Philharmonia Orchestra/Hickox @ Royal Festival Hall, London

06 November 2008


Philharmonia Orchestra/Hickox@ Royal Festival Hall, London, 06 November 2008
4 stars

Lisa Milne
Lisa Milne
Richard Hickox’s exploration of the works of Ralph Vaughan Williams, commemorating the 50th anniversary of the composer’s death, has been a revelation, none more so that this outstanding account of his poignant anti-war cantata Dona Nobis Pacem coming as it did on the eve of Remembrance Day.

Written for the Huddersfield Choral Society’s centenary celebrations in 1936, Dona Nobis Pacem is also very much a piece of propaganda, not only reflecting the composer’s time in the trenches during WW1 but a commentary on the state of Europe as it moved inexorably to another more brutal conflagration. Vaughan Williams sets texts from the scriptures and poetry by Walt Whitman and interweaves the two, very much in the way that Benjamin Britten did in his War Requiem twenty-five years later and whilst Dona Nobis Pacem is nowhere near conceived on such a colossal scale, it still packs an emotional punch, especially when given such a powerful performance as it was here by the Philharmonia Orchestra and the London Symphony Chorus.

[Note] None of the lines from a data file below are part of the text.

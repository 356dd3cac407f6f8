use std::sync::Arc;

use axum::routing::{delete, get, post, put};
use axum::Router;

use crate::handler::fleet_handler::{
    create_inspection_handler, create_insurance_handler, create_intervention_handler,
    create_traite_handler, delete_inspection_handler, delete_insurance_handler,
    delete_intervention_handler, delete_traite_handler, detach_inspection_document_handler,
    detach_insurance_document_handler, detach_intervention_document_handler,
    get_inspection_handler, get_insurance_handler, get_intervention_handler, get_traite_handler,
    list_inspections_handler, list_insurances_handler, list_interventions_handler,
    list_traites_handler, update_inspection_handler, update_insurance_handler,
    update_intervention_handler, update_traite_handler,
};
use crate::service::fleet_service::FleetService;

pub fn fleet_router(service: Arc<FleetService>) -> Router {
    Router::new()
        .route("/inspections", post(create_inspection_handler))
        .route("/inspections", get(list_inspections_handler))
        .route("/inspections/{id}", get(get_inspection_handler))
        .route("/inspections/{id}", put(update_inspection_handler))
        .route("/inspections/{id}", delete(delete_inspection_handler))
        .route("/inspections/{id}/documents", delete(detach_inspection_document_handler))
        .route("/insurances", post(create_insurance_handler))
        .route("/insurances", get(list_insurances_handler))
        .route("/insurances/{id}", get(get_insurance_handler))
        .route("/insurances/{id}", put(update_insurance_handler))
        .route("/insurances/{id}", delete(delete_insurance_handler))
        .route("/insurances/{id}/documents", delete(detach_insurance_document_handler))
        .route("/interventions", post(create_intervention_handler))
        .route("/interventions", get(list_interventions_handler))
        .route("/interventions/{id}", get(get_intervention_handler))
        .route("/interventions/{id}", put(update_intervention_handler))
        .route("/interventions/{id}", delete(delete_intervention_handler))
        .route("/interventions/{id}/documents", delete(detach_intervention_document_handler))
        .route("/traites", post(create_traite_handler))
        .route("/traites", get(list_traites_handler))
        .route("/traites/{id}", get(get_traite_handler))
        .route("/traites/{id}", put(update_traite_handler))
        .route("/traites/{id}", delete(delete_traite_handler))
        .with_state(service)
}
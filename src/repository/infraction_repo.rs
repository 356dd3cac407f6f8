use bson::{doc, oid::ObjectId};
use mongodb::Database;
use tracing::info;

use crate::model::document::Document;
use crate::model::infraction::Infraction;
use crate::repository::mongo::MongoCrud;
use crate::repository::repository_error::RepositoryResult;

pub struct InfractionRepository {
    crud: MongoCrud<Infraction>,
}

impl InfractionRepository {
    pub fn new(db: &Database) -> Self {
        InfractionRepository {
            crud: MongoCrud::new(db),
        }
    }

    #[tracing::instrument(skip(self, infraction), fields(vehicle = %infraction.vehicle))]
    pub async fn create(&self, infraction: Infraction) -> RepositoryResult<Infraction> {
        info!("Recording infraction");
        self.crud.create(infraction).await
    }

    pub async fn get_by_id(&self, id: ObjectId) -> RepositoryResult<Infraction> {
        self.crud.get_by_id(id).await
    }

    pub async fn update(&self, id: ObjectId, infraction: Infraction) -> RepositoryResult<Infraction> {
        self.crud.update(id, infraction).await
    }

    pub async fn set_documents(&self, id: ObjectId, documents: &[Document]) -> RepositoryResult<()> {
        self.crud.set_documents(id, documents).await
    }

    pub async fn delete(&self, id: ObjectId) -> RepositoryResult<()> {
        self.crud.delete(id).await
    }

    pub async fn list(&self, page: u32, limit: u32) -> RepositoryResult<Vec<Infraction>> {
        self.crud.list(page, limit).await
    }

    pub async fn find_by_vehicle(&self, vehicle: ObjectId) -> RepositoryResult<Vec<Infraction>> {
        self.crud.find_by(doc! { "vehicle": vehicle }).await
    }

    pub async fn count(&self) -> RepositoryResult<u64> {
        self.crud.count().await
    }
}
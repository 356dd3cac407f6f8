use bson::oid::ObjectId;
use serde::{Deserialize, Serialize};

use crate::model::impl_entity;

/// Bank draft instalment on a financed vehicle.
#[allow(non_snake_case)]
#[derive(Debug, Clone, Serialize, Deserialize)]
pub struct Traite {
    #[serde(rename = "_id")]
    pub id: Option<ObjectId>,
    pub vehicle: ObjectId,
    pub dueDate: String,
    pub amount: f64,
    pub bank: Option<String>,
    pub status: String,
    pub createdAt: Option<String>,
    pub updatedAt: Option<String>,
}

impl_entity!(Traite, "traites");
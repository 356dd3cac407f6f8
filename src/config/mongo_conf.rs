use serde::{Deserialize, Serialize};
use std::env;
use tracing::{debug, error, info, warn};

use crate::config::ConfigError;

/// MongoDB configuration structure
#[derive(Debug, Clone, Serialize, Deserialize)]
pub struct MongoConfig {
    /// MongoDB connection URI
    pub uri: String,
    /// Database name
    pub database: String,
    /// Username for authentication (optional)
    pub username: Option<String>,
    /// Password for authentication (optional)
    pub password: Option<String>,
    /// Connection pool size
    pub pool_size: u32,
    /// Connection timeout in seconds
    pub connection_timeout_secs: u64,
}

impl MongoConfig {
    /// Load MongoDB configuration from environment variables
    ///
    /// Expected environment variables:
    /// - MONGO_URI: MongoDB connection URI (required)
    /// - MONGO_DATABASE: Database name (required)
    /// - MONGO_USERNAME / MONGO_PASSWORD: Credentials (optional)
    /// - MONGO_POOL_SIZE: Connection pool size (defaults to 10)
    /// - MONGO_CONNECTION_TIMEOUT: Connection timeout in seconds (defaults to 5)
    pub fn from_env() -> Result<Self, ConfigError> {
        info!("Loading MongoDB configuration from environment variables");

        let uri = env::var("MONGO_URI").map_err(|_| {
            error!("MONGO_URI environment variable not found");
            ConfigError::EnvVarNotFound("MONGO_URI".to_string())
        })?;

        let database = env::var("MONGO_DATABASE").map_err(|_| {
            error!("MONGO_DATABASE environment variable not found");
            ConfigError::EnvVarNotFound("MONGO_DATABASE".to_string())
        })?;
        debug!("MongoDB database: {}", database);

        let username = env::var("MONGO_USERNAME").ok();
        let password = env::var("MONGO_PASSWORD").ok();

        let pool_size = env::var("MONGO_POOL_SIZE")
            .unwrap_or_else(|_| {
                warn!("MONGO_POOL_SIZE not set, using default: 10");
                "10".to_string()
            })
            .parse::<u32>()
            .map_err(|_| {
                error!("Invalid MONGO_POOL_SIZE value");
                ConfigError::InvalidValue("Invalid MONGO_POOL_SIZE value".to_string())
            })?;

        let connection_timeout_secs = env::var("MONGO_CONNECTION_TIMEOUT")
            .unwrap_or_else(|_| {
                warn!("MONGO_CONNECTION_TIMEOUT not set, using default: 5 seconds");
                "5".to_string()
            })
            .parse::<u64>()
            .map_err(|_| {
                error!("Invalid MONGO_CONNECTION_TIMEOUT value");
                ConfigError::InvalidValue("Invalid MONGO_CONNECTION_TIMEOUT value".to_string())
            })?;

        let config = MongoConfig {
            uri,
            database,
            username,
            password,
            pool_size,
            connection_timeout_secs,
        };

        config.validate()?;
        info!("MongoDB configuration loaded successfully");
        Ok(config)
    }

    /// Validate the configuration
    pub fn validate(&self) -> Result<(), ConfigError> {
        if self.uri.is_empty() {
            error!("MongoDB URI is empty");
            return Err(ConfigError::ValidationError("MongoDB URI cannot be empty".to_string()));
        }

        if self.database.is_empty() {
            error!("MongoDB database is empty");
            return Err(ConfigError::ValidationError(
                "MongoDB database cannot be empty".to_string(),
            ));
        }

        if self.pool_size == 0 {
            error!("MongoDB pool size is 0");
            return Err(ConfigError::ValidationError(
                "MongoDB pool size must be greater than 0".to_string(),
            ));
        }

        if self.connection_timeout_secs == 0 {
            error!("MongoDB connection timeout is 0");
            return Err(ConfigError::ValidationError(
                "MongoDB connection timeout must be greater than 0".to_string(),
            ));
        }

        if let Some(ref user) = self.username {
            if user.is_empty() {
                return Err(ConfigError::ValidationError(
                    "MongoDB username cannot be empty if set".to_string(),
                ));
            }
        }
        if let Some(ref pass) = self.password {
            if pass.is_empty() {
                return Err(ConfigError::ValidationError(
                    "MongoDB password cannot be empty if set".to_string(),
                ));
            }
        }
        Ok(())
    }
}

impl Default for MongoConfig {
    fn default() -> Self {
        MongoConfig {
            uri: "mongodb://localhost:27017".to_string(),
            database: "autoloc".to_string(),
            username: None,
            password: None,
            pool_size: 10,
            connection_timeout_secs: 5,
        }
    }
}

#[cfg(test)]
mod tests {
    use super::*;

    #[test]
    fn test_default_config() {
        let config = MongoConfig::default();
        assert_eq!(config.uri, "mongodb://localhost:27017");
        assert_eq!(config.database, "autoloc");
        assert_eq!(config.pool_size, 10);
        assert_eq!(config.connection_timeout_secs, 5);
    }

    #[test]
    fn test_validate_valid_config() {
        assert!(MongoConfig::default().validate().is_ok());
    }

    #[test]
    fn test_validate_empty_uri() {
        let mut config = MongoConfig::default();
        config.uri = "".to_string();
        assert!(config.validate().is_err());
    }

    #[test]
    fn test_validate_empty_database() {
        let mut config = MongoConfig::default();
        config.database = "".to_string();
        assert!(config.validate().is_err());
    }

    #[test]
    fn test_validate_zero_pool_size() {
        let mut config = MongoConfig::default();
        config.pool_size = 0;
        assert!(config.validate().is_err());
    }

    #[test]
    fn test_validate_empty_username() {
        let mut config = MongoConfig::default();
        config.username = Some(String::new());
        assert!(config.validate().is_err());
    }
}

The choral singing had a visceral energy and precision that provided the lynchpin of the whole performance and Hickox paced the work faultlessly. The sense of foreboding in the second section, a choral setting of Whitman’s Drum Taps, was palpable and Hickox shaped the entire movement as one long crescendo from start for finish, with shattering results.

Relief came in the third movement with the baritone soloist’s message of reconciliation set to some of Vaughan Williams’ most achingly-beautiful music, and whilst Alan Opie sang with pathos, his baritone is no longer capable of the virility that the music ideally calls for. Similarly soprano Lisa Milne seemed shrill, failing to provide the aural balm that the composer had in mind. Still, hearing this great work is always a privilege and the cumulative effect was profoundly moving.

Before that we were treated to a beguiling account of the Third Symphony, lovingly shaped by the conductor and ravishingly played by the Philharmonia with some profoundly stirring solo violin playing from James Clark. Although Vaughan Williams called this symphony Pastoral Symphony, there’s no sense of the bucolic abandonment that is evident in Beethoven’s, indeed the mood of Vaughan Williams’ is elegiac and is very much related to the Great War. This is apparent in his use of an offstage trumpet in the second movement which represents the Last Post and the wordless signing of a soprano in the last movement, whose disembodied voice brings the work to its enigmatic close.

After the interval Hickox and the orchestra delivered a breathless, no-holds barred performance of the Fourth Symphony. Blistering in its evocation of the horrors of war this symphony sounds unlike anything else in the composer’s symphonic output and remains one of the most original and disconcerting symphonies of the last century, especially when played at such a fierce level of intensity as here.